### Aim of the exercise
The records below are to be transcribed in full, exactly as given.
*** Entries provided
use std::collections::{BTreeSet, HashMap};

use tracing::debug;

use crate::error::{ValidationError, ValidationResult};
use crate::holding::{normalize_ticker, Holding};
use crate::trade::Trade;

/// Absolute tolerance on the sum of target weights.
pub const WEIGHT_SUM_TOLERANCE: f64 = 1e-6;

/// Inputs for [`Portfolio::new`]. Target order decides trade order.
#[derive(Debug, Clone, Default)]
pub struct PortfolioConfig {
    pub holdings: Vec<Holding>,
    pub target_allocation: Vec<(String, f64)>,
}

impl PortfolioConfig {
    pub fn holding(mut self, holding: Holding) -> Self {
        self.holdings.push(holding);
        self
    }

    pub fn target(mut self, ticker: &str, weight: f64) -> Self {
        self.target_allocation.push((ticker.to_owned(), weight));
        self
    }
}

/// Stock holdings plus the weights they should be rebalanced towards.
///
/// The set of tickers is fixed once built; only holding prices change.
#[derive(Debug, Clone)]
pub struct Portfolio {
    holdings: HashMap<String, Holding>,
    // insertion order is kept, trades follow it
    target_allocation: Vec<(String, f64)>,
}

impl Portfolio {
    pub fn new(config: PortfolioConfig) -> ValidationResult<Self> {
        if config.holdings.is_empty() {
            return Err(ValidationError::NoHoldings);
        }

        let mut holdings = HashMap::with_capacity(config.holdings.len());
        for holding in config.holdings {
            let ticker = holding.ticker().to_owned();
            if holdings.insert(ticker.clone(), holding).is_some() {
                return Err(ValidationError::DuplicateHolding(ticker));
            }
        }

        let mut target_allocation: Vec<(String, f64)> =
            Vec::with_capacity(config.target_allocation.len());
        for (ticker, weight) in config.target_allocation {
            let ticker = normalize_ticker(&ticker);
            if target_allocation.iter().any(|(t, _)| *t == ticker) {
                return Err(ValidationError::DuplicateTarget(ticker));
            }
            if !(0.0..=1.0).contains(&weight) {
                return Err(ValidationError::WeightOutOfRange { ticker, weight });
            }
            target_allocation.push((ticker, weight));
        }

        let held: BTreeSet<&str> = holdings.keys().map(String::as_str).collect();
        let targeted: BTreeSet<&str> = target_allocation.iter().map(|(t, _)| t.as_str()).collect();
        if held != targeted {
            return Err(ValidationError::MismatchedTickers {
                without_target: held.difference(&targeted).map(|t| t.to_string()).collect(),
                without_holding: targeted.difference(&held).map(|t| t.to_string()).collect(),
            });
        }

        let sum: f64 = target_allocation.iter().map(|(_, w)| w).sum();
        if (sum - 1.0).abs() >= WEIGHT_SUM_TOLERANCE {
            return Err(ValidationError::WeightSum { sum });
        }

        Ok(Self {
            holdings,
            target_allocation,
        })
    }

    /// Tickers in target allocation order.
    pub fn tickers(&self) -> Vec<String> {
        self.target_allocation.iter().map(|(t, _)| t.clone()).collect()
    }

    pub fn holding(&self, ticker: &str) -> Option<&Holding> {
        self.holdings.get(ticker)
    }

    /// Holdings in target allocation order.
    pub fn holdings(&self) -> impl Iterator<Item = &Holding> + '_ {
        self.target_allocation
            .iter()
            .filter_map(|(ticker, _)| self.holdings.get(ticker))
    }

    pub fn target_allocation(&self) -> &[(String, f64)] {
        &self.target_allocation
    }

    pub fn target_weight(&self, ticker: &str) -> Option<f64> {
        self.target_allocation
            .iter()
            .find(|(t, _)| t == ticker)
            .map(|(_, w)| *w)
    }

    /// Returns false if the ticker is not held.
    pub fn update_price(&mut self, ticker: &str, price: f64) -> bool {
        match self.holdings.get_mut(ticker) {
            Some(holding) => {
                holding.update_price(price);
                true
            }
            None => false,
        }
    }

    /// Applies a ticker -> price map and returns the held tickers it had no price for.
    ///
    /// Holdings without a price keep whatever price they had before.
    pub fn apply_prices(&mut self, prices: &HashMap<String, f64>) -> Vec<String> {
        for (ticker, price) in prices {
            if self.update_price(ticker, *price) {
                debug!(%ticker, price = *price, "updated price");
            } else {
                debug!(%ticker, "ignoring price for ticker not in portfolio");
            }
        }
        self.target_allocation
            .iter()
            .filter(|(ticker, _)| !prices.contains_key(ticker))
            .map(|(ticker, _)| ticker.clone())
            .collect()
    }

    pub fn total_value(&self) -> f64 {
        self.holdings.values().fold(0.0, |acc, h| acc + h.market_value())
    }

    /// Fraction of total value per ticker. All zeros when the portfolio is worth nothing.
    pub fn current_allocations(&self) -> HashMap<String, f64> {
        let total = self.total_value();
        self.holdings
            .iter()
            .map(|(ticker, holding)| {
                let weight = if total == 0.0 {
                    0.0
                } else {
                    holding.market_value() / total
                };
                (ticker.clone(), weight)
            })
            .collect()
    }

    /// Whole-share trades that move each holding to its target value.
    ///
    /// Share deltas are rounded half-to-even; deltas that round to zero and
    /// holdings with no price produce no trade.
    pub fn rebalancing_trades(&self) -> Vec<Trade> {
        let total = self.total_value();
        let mut trades = Vec::new();

        for (ticker, target_weight) in &self.target_allocation {
            let Some(holding) = self.holdings.get(ticker) else {
                continue;
            };
            let price = holding.last_price();
            if price == 0.0 {
                debug!(%ticker, "skipping unpriced holding");
                continue;
            }

            let target_value = total * target_weight;
            let shares_diff = (target_value - holding.market_value()) / price;
            let shares = shares_diff.round_ties_even();
            if shares.abs() >= 1.0 {
                trades.push(Trade::new(ticker, shares));
            }
        }
        trades
    }
}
******
### Solution to this problem
use std::collections::{BTreeSet, HashMap};

use tracing::debug;

use crate::error::{ValidationError, ValidationResult};
use crate::holding::{normalize_ticker, Holding};
use crate::trade::Trade;

/// Absolute tolerance on the sum of target weights.
pub const WEIGHT_SUM_TOLERANCE: f64 = 1e-6;

/// Inputs for [`Portfolio::new`]. Target order decides trade order.
#[derive(Debug, Clone, Default)]
pub struct PortfolioConfig {
    pub holdings: Vec<Holding>,
    pub target_allocation: Vec<(String, f64)>,
}

impl PortfolioConfig {
    pub fn holding(mut self, holding: Holding) -> Self {
        self.holdings.push(holding);
        self
    }

    pub fn target(mut self, ticker: &str, weight: f64) -> Self {
        self.target_allocation.push((ticker.to_owned(), weight));
        self
    }
}

/// Stock holdings plus the weights they should be rebalanced towards.
///
/// The set of tickers is fixed once built; only holding prices change.
#[derive(Debug, Clone)]
pub struct Portfolio {
    holdings: HashMap<String, Holding>,
    // insertion order is kept, trades follow it
    target_allocation: Vec<(String, f64)>,
}

impl Portfolio {
    pub fn new(config: PortfolioConfig) -> ValidationResult<Self> {
        if config.holdings.is_empty() {
            return Err(ValidationError::NoHoldings);
        }

        let mut holdings = HashMap::with_capacity(config.holdings.len());
        for holding in config.holdings {
            let ticker = holding.ticker().to_owned();
            if holdings.insert(ticker.clone(), holding).is_some() {
                return Err(ValidationError::DuplicateHolding(ticker));
            }
        }

        let mut target_allocation: Vec<(String, f64)> =
            Vec::with_capacity(config.target_allocation.len());
        for (ticker, weight) in config.target_allocation {
            let ticker = normalize_ticker(&ticker);
            if target_allocation.iter().any(|(t, _)| *t == ticker) {
                return Err(ValidationError::DuplicateTarget(ticker));
            }
            if !(0.0..=1.0).contains(&weight) {
                return Err(ValidationError::WeightOutOfRange { ticker, weight });
            }
            target_allocation.push((ticker, weight));
        }

        let held: BTreeSet<&str> = holdings.keys().map(String::as_str).collect();
        let targeted: BTreeSet<&str> = target_allocation.iter().map(|(t, _)| t.as_str()).collect();
        if held != targeted {
            return Err(ValidationError::MismatchedTickers {
                without_target: held.difference(&targeted).map(|t| t.to_string()).collect(),
                without_holding: targeted.difference(&held).map(|t| t.to_string()).collect(),
            });
        }

        let sum: f64 = target_allocation.iter().map(|(_, w)| w).sum();
        if (sum - 1.0).abs() >= WEIGHT_SUM_TOLERANCE {
            return Err(ValidationError::WeightSum { sum });
        }

        Ok(Self {
            holdings,
            target_allocation,
        })
    }

    /// Tickers in target allocation order.
    pub fn tickers(&self) -> Vec<String> {
        self.target_allocation.iter().map(|(t, _)| t.clone()).collect()
    }

    pub fn holding(&self, ticker: &str) -> Option<&Holding> {
        self.holdings.get(ticker)
    }

    /// Holdings in target allocation order.
    pub fn holdings(&self) -> impl Iterator<Item = &Holding> + '_ {
        self.target_allocation
            .iter()
            .filter_map(|(ticker, _)| self.holdings.get(ticker))
    }

    pub fn target_allocation(&self) -> &[(String, f64)] {
        &self.target_allocation
    }

    pub fn target_weight(&self, ticker: &str) -> Option<f64> {
        self.target_allocation
            .iter()
            .find(|(t, _)| t == ticker)
            .map(|(_, w)| *w)
    }

    /// Returns false if the ticker is not held.
    pub fn update_price(&mut self, ticker: &str, price: f64) -> bool {
        match self.holdings.get_mut(ticker) {
            Some(holding) => {
                holding.update_price(price);
                true
            }
            None => false,
        }
    }

    /// Applies a ticker -> price map and returns the held tickers it had no price for.
    ///
    /// Holdings without a price keep whatever price they had before.
    pub fn apply_prices(&mut self, prices: &HashMap<String, f64>) -> Vec<String> {
        for (ticker, price) in prices {
            if self.update_price(ticker, *price) {
                debug!(%ticker, price = *price, "updated price");
            } else {
                debug!(%ticker, "ignoring price for ticker not in portfolio");
            }
        }
        self.target_allocation
            .iter()
            .filter(|(ticker, _)| !prices.contains_key(ticker))
            .map(|(ticker, _)| ticker.clone())
            .collect()
    }

    pub fn total_value(&self) -> f64 {
        self.holdings.values().fold(0.0, |acc, h| acc + h.market_value())
    }

    /// Fraction of total value per ticker. All zeros when the portfolio is worth nothing.
    pub fn current_allocations(&self) -> HashMap<String, f64> {
        let total = self.total_value();
        self.holdings
            .iter()
            .map(|(ticker, holding)| {
                let weight = if total == 0.0 {
                    0.0
                } else {
                    holding.market_value() / total
                };
                (ticker.clone(), weight)
            })
            .collect()
    }

    /// Whole-share trades that move each holding to its target value.
    ///
    /// Share deltas are rounded half-to-even; deltas that round to zero and
    /// holdings with no price produce no trade.
    pub fn rebalancing_trades(&self) -> Vec<Trade> {
        let total = self.total_value();
        let mut trades = Vec::new();

        for (ticker, target_weight) in &self.target_allocation {
            let Some(holding) = self.holdings.get(ticker) else {
                continue;
            };
            let price = holding.last_price();
            if price == 0.0 {
                debug!(%ticker, "skipping unpriced holding");
                continue;
            }

            let target_value = total * target_weight;
            let shares_diff = (target_value - holding.market_value()) / price;
            let shares = shares_diff.round_ties_even();
            if shares.abs() >= 1.0 {
                trades.push(Trade::new(ticker, shares));
            }
        }
        trades
    }
}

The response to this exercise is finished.